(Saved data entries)

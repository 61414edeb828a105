//! HTTP backend serving the step configuration and onboarding records.

pub mod password;
pub mod routes;

use std::future::Future;
use std::sync::Arc;

use tracing::info;

pub use routes::{AppState, cors_layer, onboarding_routes};

use crate::config::ServerConfig;
use crate::error::Result;
use crate::store::{Database, LibSqlBackend};

/// Open the database, bind the listener and serve until `shutdown` resolves.
pub async fn serve(
    config: &ServerConfig,
    shutdown: impl Future<Output = ()> + Send + 'static,
) -> Result<()> {
    let cors = cors_layer(config.cors_origin.as_deref())?;
    let db: Arc<dyn Database> = Arc::new(LibSqlBackend::new_local(&config.db_path).await?);
    let app = onboarding_routes(db).layer(cors);

    let listener = tokio::net::TcpListener::bind(config.listen_addr()).await?;
    info!(addr = %config.listen_addr(), "Onboarding server started");

    axum::serve(listener, app)
        .with_graceful_shutdown(shutdown)
        .await?;
    Ok(())
}
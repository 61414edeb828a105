//! Persistence layer: libSQL-backed storage for the step layout and users.

pub mod libsql_backend;
pub mod migrations;
pub mod traits;

pub use libsql_backend::LibSqlBackend;
pub use traits::{Database, StoredUser};
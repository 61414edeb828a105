//! Field registry: static catalog of the field components a step can hold.
//!
//! Each entry names the widget that renders the component, the profile
//! attributes it populates, and the single attribute (if any) that must be
//! filled for a step containing it to count as complete.

use serde::{Deserialize, Serialize};

/// Opaque name of a field component, e.g. `"AboutMe"`.
#[derive(Debug, Clone, PartialEq, Eq, Hash, PartialOrd, Ord, Serialize, Deserialize)]
#[serde(transparent)]
pub struct FieldId(String);

impl FieldId {
    pub fn new(id: impl Into<String>) -> Self {
        Self(id.into())
    }

    pub fn as_str(&self) -> &str {
        &self.0
    }
}

impl From<&str> for FieldId {
    fn from(id: &str) -> Self {
        Self(id.to_string())
    }
}

impl From<String> for FieldId {
    fn from(id: String) -> Self {
        Self(id)
    }
}

impl std::fmt::Display for FieldId {
    fn fmt(&self, f: &mut std::fmt::Formatter<'_>) -> std::fmt::Result {
        f.write_str(&self.0)
    }
}

/// Profile attribute keys a field component can populate.
#[derive(Debug, Clone, Copy, PartialEq, Eq, Hash, Serialize, Deserialize)]
#[serde(rename_all = "snake_case")]
pub enum ProfileAttribute {
    AboutMe,
    StreetAddress,
    City,
    State,
    Zip,
    Birthdate,
}

impl ProfileAttribute {
    pub const ALL: [ProfileAttribute; 6] = [
        Self::AboutMe,
        Self::StreetAddress,
        Self::City,
        Self::State,
        Self::Zip,
        Self::Birthdate,
    ];

    /// Wire/column name of the attribute.
    pub fn key(&self) -> &'static str {
        match self {
            Self::AboutMe => "about_me",
            Self::StreetAddress => "street_address",
            Self::City => "city",
            Self::State => "state",
            Self::Zip => "zip",
            Self::Birthdate => "birthdate",
        }
    }
}

impl std::fmt::Display for ProfileAttribute {
    fn fmt(&self, f: &mut std::fmt::Formatter<'_>) -> std::fmt::Result {
        f.write_str(self.key())
    }
}

/// The input widget a field component renders.
#[derive(Debug, Clone, Copy, PartialEq, Eq, Serialize)]
#[serde(rename_all = "snake_case")]
pub enum Widget {
    TextArea,
    AddressBlock,
    DatePicker,
}

/// What a field component requires before its step is complete.
#[derive(Debug, Clone, Copy, PartialEq, Eq)]
pub enum Requirement {
    Attribute(ProfileAttribute),
    None,
}

/// One registry entry.
#[derive(Debug, Clone, Copy)]
pub struct FieldSpec {
    pub id: &'static str,
    pub title: &'static str,
    pub widget: Widget,
    pub populates: &'static [ProfileAttribute],
    pub requirement: Requirement,
}

/// All known field components.
pub static REGISTRY: &[FieldSpec] = &[
    FieldSpec {
        id: "AboutMe",
        title: "About Me",
        widget: Widget::TextArea,
        populates: &[ProfileAttribute::AboutMe],
        requirement: Requirement::Attribute(ProfileAttribute::AboutMe),
    },
    FieldSpec {
        id: "AddressForm",
        title: "Address Form",
        widget: Widget::AddressBlock,
        populates: &[
            ProfileAttribute::StreetAddress,
            ProfileAttribute::City,
            ProfileAttribute::State,
            ProfileAttribute::Zip,
        ],
        // Only the street line gates completion.
        requirement: Requirement::Attribute(ProfileAttribute::StreetAddress),
    },
    FieldSpec {
        id: "BirthdatePicker",
        title: "Birthdate",
        widget: Widget::DatePicker,
        populates: &[ProfileAttribute::Birthdate],
        requirement: Requirement::Attribute(ProfileAttribute::Birthdate),
    },
];

/// Look up a field component by identifier.
pub fn lookup(id: &FieldId) -> Option<&'static FieldSpec> {
    REGISTRY.iter().find(|spec| spec.id == id.as_str())
}

/// The requirement a field imposes. Unknown ids impose nothing.
pub fn requirement_of(id: &FieldId) -> Requirement {
    lookup(id)
        .map(|spec| spec.requirement)
        .unwrap_or(Requirement::None)
}

pub fn is_known(id: &FieldId) -> bool {
    lookup(id).is_some()
}

#[cfg(test)]
mod tests {
    use super::*;

    #[test]
    fn known_fields_map_to_attributes() {
        assert_eq!(
            requirement_of(&"AboutMe".into()),
            Requirement::Attribute(ProfileAttribute::AboutMe)
        );
        assert_eq!(
            requirement_of(&"AddressForm".into()),
            Requirement::Attribute(ProfileAttribute::StreetAddress)
        );
        assert_eq!(
            requirement_of(&"BirthdatePicker".into()),
            Requirement::Attribute(ProfileAttribute::Birthdate)
        );
    }

    #[test]
    fn unknown_field_imposes_nothing() {
        let id = FieldId::new("FavoriteColor");
        assert!(!is_known(&id));
        assert_eq!(requirement_of(&id), Requirement::None);
    }

    #[test]
    fn lookup_is_case_sensitive() {
        assert!(lookup(&"aboutme".into()).is_none());
    }

    #[test]
    fn registry_ids_are_unique() {
        let mut ids: Vec<_> = REGISTRY.iter().map(|s| s.id).collect();
        ids.sort();
        ids.dedup();
        assert_eq!(ids.len(), REGISTRY.len());
    }

    #[test]
    fn required_attribute_is_populated_by_its_widget() {
        for spec in REGISTRY {
            if let Requirement::Attribute(attr) = spec.requirement {
                assert!(spec.populates.contains(&attr), "{} must populate {attr}", spec.id);
            }
        }
    }

    #[test]
    fn attribute_serde_matches_key() {
        for attr in ProfileAttribute::ALL {
            let json = serde_json::to_string(&attr).unwrap();
            assert_eq!(json, format!("\"{}\"", attr.key()));
        }
    }

    #[test]
    fn field_id_serializes_transparently() {
        let id = FieldId::new("AboutMe");
        assert_eq!(serde_json::to_string(&id).unwrap(), "\"AboutMe\"");
    }
}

What to produce: Each record has to be given again exactly as written.

Answer for the task:
repository 61414edeb828a105
//! HTTP backend serving the step configuration and onboarding records.

pub mod password;
pub mod routes;

use std::future::Future;
use std::sync::Arc;

use tracing::info;

pub use routes::{AppState, cors_layer, onboarding_routes};

use crate::config::ServerConfig;
use crate::error::Result;
use crate::store::{Database, LibSqlBackend};

/// Open the database, bind the listener and serve until `shutdown` resolves.
pub async fn serve(
    config: &ServerConfig,
    shutdown: impl Future<Output = ()> + Send + 'static,
) -> Result<()> {
    let cors = cors_layer(config.cors_origin.as_deref())?;
    let db: Arc<dyn Database> = Arc::new(LibSqlBackend::new_local(&config.db_path).await?);
    let app = onboarding_routes(db).layer(cors);

    let listener = tokio::net::TcpListener::bind(config.listen_addr()).await?;
    info!(addr = %config.listen_addr(), "Onboarding server started");

    axum::serve(listener, app)
        .with_graceful_shutdown(shutdown)
        .await?;
    Ok(())
}
repository 61414edeb828a105
//! Persistence layer: libSQL-backed storage for the step layout and users.

pub mod libsql_backend;
pub mod migrations;
pub mod traits;

pub use libsql_backend::LibSqlBackend;
pub use traits::{Database, StoredUser};
repository 61414edeb828a105
//! Field registry: static catalog of the field components a step can hold.
//!
//! Each entry names the widget that renders the component, the profile
//! attributes it populates, and the single attribute (if any) that must be
//! filled for a step containing it to count as complete.

use serde::{Deserialize, Serialize};

/// Opaque name of a field component, e.g. `"AboutMe"`.
#[derive(Debug, Clone, PartialEq, Eq, Hash, PartialOrd, Ord, Serialize, Deserialize)]
#[serde(transparent)]
pub struct FieldId(String);

impl FieldId {
    pub fn new(id: impl Into<String>) -> Self {
        Self(id.into())
    }

    pub fn as_str(&self) -> &str {
        &self.0
    }
}

impl From<&str> for FieldId {
    fn from(id: &str) -> Self {
        Self(id.to_string())
    }
}

impl From<String> for FieldId {
    fn from(id: String) -> Self {
        Self(id)
    }
}

impl std::fmt::Display for FieldId {
    fn fmt(&self, f: &mut std::fmt::Formatter<'_>) -> std::fmt::Result {
        f.write_str(&self.0)
    }
}

/// Profile attribute keys a field component can populate.
#[derive(Debug, Clone, Copy, PartialEq, Eq, Hash, Serialize, Deserialize)]
#[serde(rename_all = "snake_case")]
pub enum ProfileAttribute {
    AboutMe,
    StreetAddress,
    City,
    State,
    Zip,
    Birthdate,
}

impl ProfileAttribute {
    pub const ALL: [ProfileAttribute; 6] = [
        Self::AboutMe,
        Self::StreetAddress,
        Self::City,
        Self::State,
        Self::Zip,
        Self::Birthdate,
    ];

    /// Wire/column name of the attribute.
    pub fn key(&self) -> &'static str {
        match self {
            Self::AboutMe => "about_me",
            Self::StreetAddress => "street_address",
            Self::City => "city",
            Self::State => "state",
            Self::Zip => "zip",
            Self::Birthdate => "birthdate",
        }
    }
}

impl std::fmt::Display for ProfileAttribute {
    fn fmt(&self, f: &mut std::fmt::Formatter<'_>) -> std::fmt::Result {
        f.write_str(self.key())
    }
}

/// The input widget a field component renders.
#[derive(Debug, Clone, Copy, PartialEq, Eq, Serialize)]
#[serde(rename_all = "snake_case")]
pub enum Widget {
    TextArea,
    AddressBlock,
    DatePicker,
}

/// What a field component requires before its step is complete.
#[derive(Debug, Clone, Copy, PartialEq, Eq)]
pub enum Requirement {
    Attribute(ProfileAttribute),
    None,
}

/// One registry entry.
#[derive(Debug, Clone, Copy)]
pub struct FieldSpec {
    pub id: &'static str,
    pub title: &'static str,
    pub widget: Widget,
    pub populates: &'static [ProfileAttribute],
    pub requirement: Requirement,
}

/// All known field components.
pub static REGISTRY: &[FieldSpec] = &[
    FieldSpec {
        id: "AboutMe",
        title: "About Me",
        widget: Widget::TextArea,
        populates: &[ProfileAttribute::AboutMe],
        requirement: Requirement::Attribute(ProfileAttribute::AboutMe),
    },
    FieldSpec {
        id: "AddressForm",
        title: "Address Form",
        widget: Widget::AddressBlock,
        populates: &[
            ProfileAttribute::StreetAddress,
            ProfileAttribute::City,
            ProfileAttribute::State,
            ProfileAttribute::Zip,
        ],
        // Only the street line gates completion.
        requirement: Requirement::Attribute(ProfileAttribute::StreetAddress),
    },
    FieldSpec {
        id: "BirthdatePicker",
        title: "Birthdate",
        widget: Widget::DatePicker,
        populates: &[ProfileAttribute::Birthdate],
        requirement: Requirement::Attribute(ProfileAttribute::Birthdate),
    },
];

/// Look up a field component by identifier.
pub fn lookup(id: &FieldId) -> Option<&'static FieldSpec> {
    REGISTRY.iter().find(|spec| spec.id == id.as_str())
}

/// The requirement a field imposes. Unknown ids impose nothing.
pub fn requirement_of(id: &FieldId) -> Requirement {
    lookup(id)
        .map(|spec| spec.requirement)
        .unwrap_or(Requirement::None)
}

pub fn is_known(id: &FieldId) -> bool {
    lookup(id).is_some()
}

#[cfg(test)]
mod tests {
    use super::*;

    #[test]
    fn known_fields_map_to_attributes() {
        assert_eq!(
            requirement_of(&"AboutMe".into()),
            Requirement::Attribute(ProfileAttribute::AboutMe)
        );
        assert_eq!(
            requirement_of(&"AddressForm".into()),
            Requirement::Attribute(ProfileAttribute::StreetAddress)
        );
        assert_eq!(
            requirement_of(&"BirthdatePicker".into()),
            Requirement::Attribute(ProfileAttribute::Birthdate)
        );
    }

    #[test]
    fn unknown_field_imposes_nothing() {
        let id = FieldId::new("FavoriteColor");
        assert!(!is_known(&id));
        assert_eq!(requirement_of(&id), Requirement::None);
    }

    #[test]
    fn lookup_is_case_sensitive() {
        assert!(lookup(&"aboutme".into()).is_none());
    }

    #[test]
    fn registry_ids_are_unique() {
        let mut ids: Vec<_> = REGISTRY.iter().map(|s| s.id).collect();
        ids.sort();
        ids.dedup();
        assert_eq!(ids.len(), REGISTRY.len());
    }

    #[test]
    fn required_attribute_is_populated_by_its_widget() {
        for spec in REGISTRY {
            if let Requirement::Attribute(attr) = spec.requirement {
                assert!(spec.populates.contains(&attr), "{} must populate {attr}", spec.id);
            }
        }
    }

    #[test]
    fn attribute_serde_matches_key() {
        for attr in ProfileAttribute::ALL {
            let json = serde_json::to_string(&attr).unwrap();
            assert_eq!(json, format!("\"{}\"", attr.key()));
        }
    }

    #[test]
    fn field_id_serializes_transparently() {
        let id = FieldId::new("AboutMe");
        assert_eq!(serde_json::to_string(&id).unwrap(), "\"AboutMe\"");
    }
}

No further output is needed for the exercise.